I am also disappointed that the Indian Government has failed to substantially reduce the plight of the millions of Indian women who lack access to sanitary napkins. In this context I would like to acknowledge the Indian Government’s awarding of a national level innovation award to Arunachalam Muruganantham for developing the technology to produce menstrual products at a low cost. However I feel that though this is a good start, much needs to be done in alleviating the situation. A conscious effort should be made to introduce other utility items related to menstruation in the markets, since various foreign innovations like tampons, panty liners, menstrual cups and period underwear among others can benefit women in India greatly. I believe that voluntary organisations can be engaged and collaborated with in order to increase the outreach of sanitary products. We have treaded on a brilliant road but there are a lot more steps to cover.

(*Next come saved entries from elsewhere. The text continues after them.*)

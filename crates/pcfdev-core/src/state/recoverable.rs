use super::say;
use crate::config::VmConfig;
use crate::context::Context;
use crate::error::{CoreError, Result};
use std::sync::Arc;

/// VM is running but the guest does not answer over SSH.
pub struct Recoverable {
    pub(crate) config: VmConfig,
    pub(crate) ctx: Arc<Context>,
}

impl Recoverable {
    pub(crate) fn new(config: VmConfig, ctx: Arc<Context>) -> Self {
        Self { config, ctx }
    }

    pub(crate) fn start(&self) -> Result<()> {
        Err(CoreError::Recoverable)
    }

    pub(crate) async fn stop(&self) -> Result<()> {
        self.ctx.ui.say("Stopping VM...");
        self.ctx
            .vbox
            .stop_vm(&self.config)
            .await
            .map_err(CoreError::StopVm)?;
        say(&self.ctx, "PCF Dev is now stopped.")
    }
}
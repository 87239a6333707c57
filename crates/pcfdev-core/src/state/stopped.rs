use super::say;
use crate::config::VmConfig;
use crate::context::Context;
use crate::error::{CoreError, Result};
use crate::opts::StartOpts;
use crate::provision::{self, ProvisionOptions};
use std::sync::Arc;

/// VM exists and is powered off.
pub struct Stopped {
    pub(crate) config: VmConfig,
    pub(crate) ctx: Arc<Context>,
}

impl Stopped {
    pub(crate) fn new(config: VmConfig, ctx: Arc<Context>) -> Self {
        Self { config, ctx }
    }

    pub(crate) async fn start(&self, opts: &StartOpts) -> Result<()> {
        start_and_provision(&self.ctx, &self.config, opts).await
    }

    pub(crate) fn stop(&self) -> Result<()> {
        say(&self.ctx, "PCF Dev is stopped.")
    }
}

/// Power on the VM and, unless disabled, provision it.
///
/// Provisioning options are stored in the guest even when provisioning is
/// skipped, so `provision` can run it later.
pub(crate) async fn start_and_provision(
    ctx: &Context,
    config: &VmConfig,
    opts: &StartOpts,
) -> Result<()> {
    ctx.ui.say("Starting VM...");
    ctx.vbox.start_vm(config).await.map_err(CoreError::StartVm)?;

    let options = ProvisionOptions::new(config, opts, &ctx.settings.default_services);
    provision::prepare(ctx, config, &options)
        .await
        .map_err(CoreError::ProvisionVm)?;

    if opts.no_provision {
        ctx.ui
            .say("VM will not be provisioned because '-n' option was supplied.");
        return Ok(());
    }

    ctx.ui.say("Provisioning VM...");
    provision::run_script(ctx, config, &options)
        .await
        .map_err(CoreError::ProvisionVm)?;

    ctx.ui.say(&provision::help_text(&config.domain));
    Ok(())
}
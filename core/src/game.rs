use tracing::debug;

use crate::board::{Board, BoardError};
use crate::grid::BoardSize;
use crate::surface::{PickHit, PickScene, SurfaceDelegate, SurfaceRect};

pub const PIECE_LAYER: u32 = 31;

#[derive(Clone, Copy, Debug, Default, PartialEq)]
pub struct GameStats {
    pub moves: u32,
    pub merges: u32,
    pub play_time: f32,
}

/// Completion summary handed to the score/record display.
#[derive(Clone, Copy, Debug, PartialEq)]
pub struct GameRecord {
    pub pieces: usize,
    pub moves: u32,
    pub time: f32,
    pub rotation: bool,
}

/// Composition root: owns the board and turns pick-surface callbacks into
/// connectivity and ordering operations.
pub struct PuzzleGame {
    board: Board,
    stats: GameStats,
    finished: bool,
    record: Option<GameRecord>,
}

impl PuzzleGame {
    pub fn new(board: Board) -> Self {
        Self {
            board,
            stats: GameStats::default(),
            finished: false,
            record: None,
        }
    }

    pub fn board(&self) -> &Board {
        &self.board
    }

    pub fn board_mut(&mut self) -> &mut Board {
        &mut self.board
    }

    pub fn stats(&self) -> GameStats {
        self.stats
    }

    pub fn finished(&self) -> bool {
        self.finished
    }

    pub fn record(&self) -> Option<GameRecord> {
        self.record
    }

    /// The clock starts at the first move and stops at completion.
    pub fn advance_time(&mut self, dt: f32) {
        if self.stats.moves > 0 && !self.finished {
            self.stats.play_time += dt;
        }
    }

    pub fn restart(&mut self, seed: u32, area: SurfaceRect) {
        self.board.scramble(seed, area);
        self.stats = GameStats::default();
        self.finished = false;
        self.record = None;
    }

    /// Rebuilds the board at a new grid size, keeping the current rules.
    pub fn resize(
        &mut self,
        size: BoardSize,
        piece_width: f32,
        piece_height: f32,
    ) -> Result<(), BoardError> {
        let rules = *self.board.rules();
        self.board = Board::new(size, piece_width, piece_height, rules)?;
        self.stats = GameStats::default();
        self.finished = false;
        self.record = None;
        Ok(())
    }

    // A released group may snap through another member's edge than the one
    // directly dragged, so every member gets one attempt.
    fn settle(&mut self, piece_id: usize) -> bool {
        if self.board.try_connect(piece_id) {
            return true;
        }
        let members: Vec<usize> = self.board.group_of(piece_id).members().to_vec();
        members
            .into_iter()
            .filter(|&member| member != piece_id)
            .any(|member| self.board.try_connect(member))
    }
}

impl SurfaceDelegate for PuzzleGame {
    fn pick_priority(&self, target: usize) -> i32 {
        self.board.piece(target).z_order()
    }

    fn on_activate(&mut self, target: usize) {
        self.board.bring_group_to_front(target);
        self.stats.moves = self.stats.moves.saturating_add(1);
    }

    fn on_move(&mut self, target: usize, delta: (f32, f32)) {
        self.board.translate_group_of(target, delta);
    }

    fn on_deactivate(&mut self, target: usize) {
        if self.finished {
            return;
        }
        if self.settle(target) {
            self.stats.merges = self.stats.merges.saturating_add(1);
            if self.board.is_solved() {
                self.finished = true;
                self.record = Some(GameRecord {
                    pieces: self.board.total_pieces(),
                    moves: self.stats.moves,
                    time: self.stats.play_time,
                    rotation: self.board.rules().rotation_enabled,
                });
                debug!(
                    moves = self.stats.moves,
                    time = self.stats.play_time,
                    "puzzle completed"
                );
            }
        }
    }
}

impl PickScene for PuzzleGame {
    fn pick_candidates(
        &self,
        layer: u32,
        point: (f32, f32),
        _max_distance: f32,
        hits: &mut [PickHit],
    ) -> usize {
        if layer != PIECE_LAYER || hits.is_empty() {
            return 0;
        }
        let max_z = self.board.max_z();
        let mut count = 0;
        for (id, piece) in self.board.pieces().iter().enumerate() {
            if !piece.visible() {
                continue;
            }
            let (min_x, min_y, width, height) = self.board.piece_bounds(id);
            if point.0 < min_x
                || point.0 > min_x + width
                || point.1 < min_y
                || point.1 > min_y + height
            {
                continue;
            }
            // stacked pieces sit nearer the camera the higher they draw
            hits[count] = PickHit {
                target: id,
                distance: (max_z - piece.z_order()) as f32,
            };
            count += 1;
            if count == hits.len() {
                break;
            }
        }
        count
    }
}
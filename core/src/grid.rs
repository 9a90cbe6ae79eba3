/// Grid coordinate: `x` is the column, `y` the row. The origin is the
/// bottom-left cell and `y` grows upward.
#[derive(Clone, Copy, Debug, PartialEq, Eq, Hash)]
pub struct Coord {
    pub x: i32,
    pub y: i32,
}

impl Coord {
    pub fn new(x: i32, y: i32) -> Self {
        Self { x, y }
    }
}

#[derive(Clone, Copy, Debug, PartialEq, Eq)]
pub enum Direction {
    Up,
    Down,
    Left,
    Right,
}

impl Direction {
    pub fn offset(self) -> (i32, i32) {
        match self {
            Direction::Up => (0, 1),
            Direction::Down => (0, -1),
            Direction::Left => (-1, 0),
            Direction::Right => (1, 0),
        }
    }

    pub fn opposite(self) -> Direction {
        match self {
            Direction::Up => Direction::Down,
            Direction::Down => Direction::Up,
            Direction::Left => Direction::Right,
            Direction::Right => Direction::Left,
        }
    }
}

#[derive(Clone, Copy, Debug, PartialEq, Eq)]
pub struct BoardSize {
    pub cols: u32,
    pub rows: u32,
}

impl BoardSize {
    pub fn new(cols: u32, rows: u32) -> Self {
        Self { cols, rows }
    }

    pub fn total(&self) -> usize {
        self.cols as usize * self.rows as usize
    }

    pub fn contains(&self, coord: Coord) -> bool {
        coord.x >= 0
            && coord.y >= 0
            && (coord.x as u32) < self.cols
            && (coord.y as u32) < self.rows
    }

    /// Panics on an out-of-range coordinate; callers are expected to stay
    /// inside the board they built.
    pub fn index_of(&self, coord: Coord) -> usize {
        assert!(
            self.contains(coord),
            "coordinate {coord:?} outside {}x{} board",
            self.cols,
            self.rows
        );
        coord.y as usize * self.cols as usize + coord.x as usize
    }

    pub fn coord_of(&self, index: usize) -> Coord {
        assert!(index < self.total(), "piece index {index} out of range");
        Coord::new(
            (index % self.cols as usize) as i32,
            (index / self.cols as usize) as i32,
        )
    }
}

/// Compass direction from `a` to `b`, or `None` unless the two cells differ
/// by exactly one step along exactly one axis.
pub fn direction_of(a: Coord, b: Coord) -> Option<Direction> {
    match (b.x - a.x, b.y - a.y) {
        (0, 1) => Some(Direction::Up),
        (0, -1) => Some(Direction::Down),
        (-1, 0) => Some(Direction::Left),
        (1, 0) => Some(Direction::Right),
        _ => None,
    }
}

pub fn neighbor(coord: Coord, dir: Direction, size: BoardSize) -> Option<Coord> {
    let (dx, dy) = dir.offset();
    let next = Coord::new(coord.x + dx, coord.y + dy);
    size.contains(next).then_some(next)
}

pub fn is_border(coord: Coord, size: BoardSize) -> bool {
    coord.x == 0
        || coord.y == 0
        || coord.x as u32 + 1 == size.cols
        || coord.y as u32 + 1 == size.rows
}
pub mod board;
pub mod codec;
mod connect;
pub mod game;
pub mod grid;
pub mod snapshot;
pub mod surface;

pub use board::{Board, BoardError, Group, Piece};
pub use game::{GameRecord, GameStats, PuzzleGame, PIECE_LAYER};
pub use grid::{direction_of, is_border, neighbor, BoardSize, Coord, Direction};
pub use snapshot::{BoardSnapshot, GameRules, BOARD_SNAPSHOT_VERSION};
pub use surface::{
    DragLock, PickHit, PickScene, PickSurface, PointerState, SurfaceCamera, SurfaceDelegate,
    SurfaceId, SurfaceRect, HIT_BUFFER_CAPACITY_DEFAULT,
};
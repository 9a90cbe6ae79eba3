use std::rc::Rc;

use jiguso_core::{
    DragLock, PickHit, PickScene, PickSurface, PointerState, SurfaceCamera, SurfaceDelegate,
    SurfaceId, SurfaceRect,
};

const LAYER: u32 = 7;

#[derive(Clone, Copy, Debug, PartialEq)]
enum Event {
    Activate(usize),
    Move(usize, (f32, f32)),
    Deactivate(usize),
}

#[derive(Default)]
struct Rig {
    children: Vec<(SurfaceRect, i32)>,
    events: Vec<Event>,
}

impl Rig {
    fn with_children(children: Vec<(SurfaceRect, i32)>) -> Self {
        Self {
            children,
            events: Vec::new(),
        }
    }
}

impl PickScene for Rig {
    fn pick_candidates(
        &self,
        layer: u32,
        point: (f32, f32),
        _max_distance: f32,
        hits: &mut [PickHit],
    ) -> usize {
        if layer != LAYER {
            return 0;
        }
        let mut count = 0;
        for (id, (bounds, _)) in self.children.iter().enumerate() {
            if !bounds.contains(point) {
                continue;
            }
            if count == hits.len() {
                break;
            }
            hits[count] = PickHit {
                target: id,
                distance: 0.0,
            };
            count += 1;
        }
        count
    }
}

impl SurfaceDelegate for Rig {
    fn pick_priority(&self, target: usize) -> i32 {
        self.children[target].1
    }

    fn on_activate(&mut self, target: usize) {
        self.events.push(Event::Activate(target));
    }

    fn on_move(&mut self, target: usize, delta: (f32, f32)) {
        self.events.push(Event::Move(target, delta));
    }

    fn on_deactivate(&mut self, target: usize) {
        self.events.push(Event::Deactivate(target));
    }
}

fn child(x: f32, y: f32, priority: i32) -> (SurfaceRect, i32) {
    (SurfaceRect::new(x, y, 50.0, 50.0), priority)
}

fn camera() -> SurfaceCamera {
    SurfaceCamera::overhead(SurfaceRect::new(0.0, 0.0, 200.0, 200.0), 100.0)
}

fn surface(id: u32, lock: &Rc<DragLock>) -> PickSurface {
    PickSurface::new(SurfaceId(id), camera(), LAYER, Rc::clone(lock))
}

fn assert_close(actual: (f32, f32), expected: (f32, f32)) {
    assert!(
        (actual.0 - expected.0).abs() < 1.0e-3 && (actual.1 - expected.1).abs() < 1.0e-3,
        "expected {expected:?}, got {actual:?}"
    );
}

#[test]
fn idle_pointer_picks_nothing() {
    let lock = Rc::new(DragLock::new());
    let mut surface = surface(1, &lock);
    let mut rig = Rig::with_children(vec![child(0.0, 0.0, 1)]);

    surface.tick(PointerState::released_at(10.0, 10.0), &mut rig);
    assert!(rig.events.is_empty());
    assert!(!surface.is_dragging());
    assert_eq!(lock.owner(), None);
}

#[test]
fn press_picks_the_highest_priority_child() {
    let lock = Rc::new(DragLock::new());
    let mut surface = surface(1, &lock);
    let mut rig = Rig::with_children(vec![
        child(0.0, 0.0, 5),
        child(10.0, 10.0, 9),
        child(5.0, 5.0, 2),
    ]);

    surface.tick(PointerState::pressed_at(20.0, 20.0), &mut rig);
    assert_eq!(rig.events, vec![Event::Activate(1)]);
    assert_eq!(surface.active(), Some(1));
    assert_eq!(lock.owner(), Some(SurfaceId(1)));
}

#[test]
fn priority_ties_go_to_the_first_hit() {
    let lock = Rc::new(DragLock::new());
    let mut surface = surface(1, &lock);
    let mut rig = Rig::with_children(vec![child(0.0, 0.0, 3), child(10.0, 10.0, 3)]);

    surface.tick(PointerState::pressed_at(20.0, 20.0), &mut rig);
    assert_eq!(rig.events, vec![Event::Activate(0)]);
}

#[test]
fn drag_reports_deltas_from_the_anchor() {
    let lock = Rc::new(DragLock::new());
    let mut surface = surface(1, &lock);
    let mut rig = Rig::with_children(vec![child(0.0, 0.0, 1)]);

    surface.tick(PointerState::pressed_at(10.0, 10.0), &mut rig);
    surface.tick(PointerState::pressed_at(15.0, 12.0), &mut rig);
    surface.tick(PointerState::pressed_at(15.0, 30.0), &mut rig);
    surface.tick(PointerState::released_at(15.0, 30.0), &mut rig);

    assert_eq!(rig.events.len(), 4);
    assert_eq!(rig.events[0], Event::Activate(0));
    let Event::Move(target, delta) = rig.events[1] else {
        panic!("expected a move event, got {:?}", rig.events[1]);
    };
    assert_eq!(target, 0);
    assert_close(delta, (5.0, 2.0));
    let Event::Move(_, delta) = rig.events[2] else {
        panic!("expected a move event, got {:?}", rig.events[2]);
    };
    assert_close(delta, (0.0, 18.0));
    assert_eq!(rig.events[3], Event::Deactivate(0));
    assert_eq!(lock.owner(), None);
    assert!(!surface.is_dragging());
}

#[test]
fn pointer_leaving_the_plane_drops_without_deactivate() {
    let lock = Rc::new(DragLock::new());
    let mut surface = surface(1, &lock);
    let mut rig = Rig::with_children(vec![child(0.0, 0.0, 1)]);

    surface.tick(PointerState::pressed_at(10.0, 10.0), &mut rig);
    surface.tick(PointerState::pressed_at(500.0, 500.0), &mut rig);

    assert_eq!(rig.events, vec![Event::Activate(0)]);
    assert!(!surface.is_dragging());
    assert_eq!(lock.owner(), None);

    // the dropped object can be grabbed again on a later tick
    surface.tick(PointerState::released_at(10.0, 10.0), &mut rig);
    surface.tick(PointerState::pressed_at(10.0, 10.0), &mut rig);
    assert_eq!(
        rig.events,
        vec![Event::Activate(0), Event::Activate(0)]
    );
}

#[test]
fn only_one_surface_wins_the_same_tick() {
    let lock = Rc::new(DragLock::new());
    let mut first = surface(1, &lock);
    let mut second = surface(2, &lock);
    let mut rig_a = Rig::with_children(vec![child(0.0, 0.0, 1)]);
    let mut rig_b = Rig::with_children(vec![child(0.0, 0.0, 1)]);

    let pointer = PointerState::pressed_at(10.0, 10.0);
    first.tick(pointer, &mut rig_a);
    second.tick(pointer, &mut rig_b);

    assert_eq!(rig_a.events, vec![Event::Activate(0)]);
    assert!(rig_b.events.is_empty());
    assert!(first.is_dragging());
    assert!(!second.is_dragging());
    assert_eq!(lock.owner(), Some(SurfaceId(1)));
}

#[test]
fn locked_out_surface_resumes_after_the_release() {
    let lock = Rc::new(DragLock::new());
    let mut first = surface(1, &lock);
    let mut second = surface(2, &lock);
    let mut rig_a = Rig::with_children(vec![child(0.0, 0.0, 1)]);
    let mut rig_b = Rig::with_children(vec![child(0.0, 0.0, 1)]);

    first.tick(PointerState::pressed_at(10.0, 10.0), &mut rig_a);
    second.tick(PointerState::pressed_at(10.0, 10.0), &mut rig_b);
    assert!(rig_b.events.is_empty());

    first.tick(PointerState::released_at(10.0, 10.0), &mut rig_a);
    assert_eq!(lock.owner(), None);

    second.tick(PointerState::pressed_at(10.0, 10.0), &mut rig_b);
    assert_eq!(rig_b.events, vec![Event::Activate(0)]);
    assert_eq!(lock.owner(), Some(SurfaceId(2)));
}

#[test]
fn full_hit_buffer_truncates_and_counts() {
    let lock = Rc::new(DragLock::new());
    let mut surface =
        PickSurface::with_hit_capacity(SurfaceId(1), camera(), LAYER, Rc::clone(&lock), 2);
    let mut rig = Rig::with_children(vec![
        child(0.0, 0.0, 1),
        child(5.0, 5.0, 4),
        child(10.0, 10.0, 9),
    ]);

    surface.tick(PointerState::pressed_at(20.0, 20.0), &mut rig);

    // the third child never made it into the buffer, so the best of the
    // first two wins
    assert_eq!(rig.events, vec![Event::Activate(1)]);
    assert_eq!(surface.full_hit_queries(), 1);
}

#[test]
fn pick_misses_outside_every_child() {
    let lock = Rc::new(DragLock::new());
    let mut surface = surface(1, &lock);
    let mut rig = Rig::with_children(vec![child(0.0, 0.0, 1)]);

    surface.tick(PointerState::pressed_at(150.0, 150.0), &mut rig);
    assert!(rig.events.is_empty());
    assert_eq!(lock.owner(), None);
}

It would be unfair for me to end this piece without mentioning some heroes (and of course heroines) who have succeeded in sparking a conversation in this regard. In October 1978, Gloria Steinem brought the conversation on periods to the limelight through her impactful piece called ‘If Men Could Menstruate’. Rituparno Ghosh marked a milestone in Indian cinema in 2003 by showing the female lead menstruating in his film ‘Chokher Bali’. In 2012, Aditi Gupta launched Menstrupedia as a guide to healthy menstruation. Procter & Gamble in 2014 through their sanitary napkin brand Whisper launched the ‘Touch the Pickle’ campaign to encourage questioning and breaking of menstrual taboo and discriminatory practices.
Closer to the present, in January 2015, tennis player Heather Watson spoke to BBC about how her performance had been affected by her period’s side effects. In March 2015, Rupi Kaur posted a photo of herself on social media showing menstrual blood on her trousers and bed sheet. She wrote a powerful open letter to protest against the censorship of the photo which was later restored. In November 2015, Charlie Edge free bled outside the British Parliament along with her friends to raise her voice against the imposition of the tampon tax. Once again in November 2015, Lauren Towles organised a menstruation themed hackathon called Hack the Flow at New York University. In late 2015, Lily Murphy Johnson created a beautiful range of accessories based on the theme of periods. This January 2016, Anushka Dasgupta has brought focus back on the need to have a conversation on menstruation through her powerful response piece to those individuals who shame menstruating women.
The ultimate tragedy in all of this is that despite the brilliant efforts made by these individuals to break the taboo surrounding menstruation and strike a conversation, they have been criticised due to their apparently overly feministic orientations (I wonder when feminist became a bad word!) and questions have been raised regarding their decency. It does not take a feminist to recognise the problems that a menstruating woman faces in our society; it just takes a human to do so. You don’t need to be a feminist. Just be a human being and use your freedom of speech to talk about something that actually matters. Remember that your words can help build a better future for women around the world and the newer generations to come.